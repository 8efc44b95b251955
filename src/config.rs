//! Application-level configuration loading: tournament sizing, timers and the bot name pool.

use std::{env, fs, io::ErrorKind, path::PathBuf, time::Duration};

use serde::Deserialize;
use tracing::{info, warn};

/// Default location on disk where the server looks for the JSON configuration.
const DEFAULT_CONFIG_PATH: &str = "config/app.json";
/// Environment variable that overrides [`DEFAULT_CONFIG_PATH`].
const CONFIG_PATH_ENV: &str = "TOURNEY_BACK_CONFIG_PATH";

const DEFAULT_MAX_PLAYERS: usize = 64;
const DEFAULT_SHARD_COUNT: u32 = 50;
const DEFAULT_AUTO_START_DELAY_MS: u64 = 20_000;
const DEFAULT_BOT_RESULT_MAX_DELAY_MS: u64 = 10_000;
const DEFAULT_TRANSACTION_MAX_ATTEMPTS: u32 = 5;

#[derive(Debug, Clone)]
/// Immutable runtime configuration shared across the application.
pub struct AppConfig {
    /// Roster capacity of every tournament.
    pub max_players: usize,
    /// Waiting entries required before the allocator drains the queue.
    pub min_human_players: usize,
    /// Number of tournament storage partitions.
    pub shard_count: u32,
    /// Delay between tournament creation and its transition to `active`.
    pub auto_start_delay: Duration,
    /// Upper bound (exclusive) of the random delay before a bot submits its result.
    pub bot_result_max_delay: Duration,
    /// Attempts made by caller-facing transactions before giving up on conflicts.
    pub transaction_max_attempts: u32,
    /// Base names picked from when generating bots.
    pub bot_names: Vec<String>,
}

impl AppConfig {
    /// Load the application configuration from disk, falling back to built-in defaults.
    pub fn load() -> Self {
        let path = resolve_config_path();
        match fs::read_to_string(&path) {
            Ok(contents) => match serde_json::from_str::<RawConfig>(&contents) {
                Ok(raw) => {
                    let app_config: Self = raw.into();
                    info!(
                        path = %path.display(),
                        max_players = app_config.max_players,
                        shard_count = app_config.shard_count,
                        "loaded tournament settings from config"
                    );
                    app_config
                }
                Err(err) => {
                    warn!(
                        path = %path.display(),
                        error = %err,
                        "failed to parse config; falling back to defaults"
                    );
                    Self::default()
                }
            },
            Err(err) if err.kind() == ErrorKind::NotFound => {
                info!(
                    path = %path.display(),
                    "config file not found; using built-in defaults"
                );
                Self::default()
            }
            Err(err) => {
                warn!(
                    path = %path.display(),
                    error = %err,
                    "failed to read config; falling back to defaults"
                );
                Self::default()
            }
        }
    }
}

impl Default for AppConfig {
    fn default() -> Self {
        RawConfig::default().into()
    }
}

#[derive(Debug, Default, Deserialize)]
#[serde(default)]
/// JSON representation of the configuration file located at [`DEFAULT_CONFIG_PATH`].
struct RawConfig {
    max_players: Option<usize>,
    min_human_players: Option<usize>,
    shard_count: Option<u32>,
    auto_start_delay_ms: Option<u64>,
    bot_result_max_delay_ms: Option<u64>,
    transaction_max_attempts: Option<u32>,
    bot_names: Option<Vec<String>>,
}

impl From<RawConfig> for AppConfig {
    fn from(value: RawConfig) -> Self {
        let max_players = value.max_players.unwrap_or(DEFAULT_MAX_PLAYERS).max(1);
        // A drain always claims at least one entry and never more than a full roster.
        let min_human_players = value
            .min_human_players
            .unwrap_or(max_players)
            .clamp(1, max_players);
        let bot_names = value
            .bot_names
            .filter(|names| !names.is_empty())
            .unwrap_or_else(default_bot_names);

        Self {
            max_players,
            min_human_players,
            shard_count: value.shard_count.unwrap_or(DEFAULT_SHARD_COUNT).max(1),
            auto_start_delay: Duration::from_millis(
                value
                    .auto_start_delay_ms
                    .unwrap_or(DEFAULT_AUTO_START_DELAY_MS),
            ),
            bot_result_max_delay: Duration::from_millis(
                value
                    .bot_result_max_delay_ms
                    .unwrap_or(DEFAULT_BOT_RESULT_MAX_DELAY_MS),
            ),
            transaction_max_attempts: value
                .transaction_max_attempts
                .unwrap_or(DEFAULT_TRANSACTION_MAX_ATTEMPTS)
                .max(1),
            bot_names,
        }
    }
}

/// Resolve the configuration path taking the environment override into account.
fn resolve_config_path() -> PathBuf {
    env::var_os(CONFIG_PATH_ENV)
        .map(PathBuf::from)
        .filter(|path| !path.as_os_str().is_empty())
        .unwrap_or_else(|| PathBuf::from(DEFAULT_CONFIG_PATH))
}

/// Built-in bot name pool shipped with the binary.
fn default_bot_names() -> Vec<String> {
    [
        "TimeMaster42",
        "PrecisionPro",
        "QuickReflexes",
        "SpeedDemon99",
        "MemoryMaster",
        "BrainBox",
        "RecallPro",
        "MindPalace",
        "NeuralNet",
    ]
    .into_iter()
    .map(String::from)
    .collect()
}

#[cfg(test)]
mod tests {
    use super::*;

    #[test]
    fn defaults_match_reference_constants() {
        let config = AppConfig::default();
        assert_eq!(config.max_players, 64);
        assert_eq!(config.min_human_players, 64);
        assert_eq!(config.shard_count, 50);
        assert_eq!(config.auto_start_delay, Duration::from_secs(20));
        assert_eq!(config.bot_result_max_delay, Duration::from_secs(10));
        assert_eq!(config.bot_names.len(), 9);
    }

    #[test]
    fn partial_file_keeps_other_defaults() {
        let raw: RawConfig =
            serde_json::from_str(r#"{"max_players": 8, "min_human_players": 20}"#).unwrap();
        let config = AppConfig::from(raw);
        assert_eq!(config.max_players, 8);
        assert_eq!(config.min_human_players, 8); // clamped to capacity
        assert_eq!(config.shard_count, 50);
        assert_eq!(config.transaction_max_attempts, 5);
    }

    #[test]
    fn empty_name_pool_falls_back_to_defaults() {
        let raw: RawConfig = serde_json::from_str(r#"{"bot_names": []}"#).unwrap();
        let config = AppConfig::from(raw);
        assert_eq!(config.bot_names, default_bot_names());
    }
}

* * * * * * *

Copy out each line of the material in which the word "RawConfig" turns up.

▶ _TASK RESULT_:
            Ok(contents) => match serde_json::from_str::<RawConfig>(&contents) {
        RawConfig::default().into()
struct RawConfig {
impl From<RawConfig> for AppConfig {
    fn from(value: RawConfig) -> Self {
        let raw: RawConfig =
        let raw: RawConfig = serde_json::from_str(r#"{"bot_names": []}"#).unwrap();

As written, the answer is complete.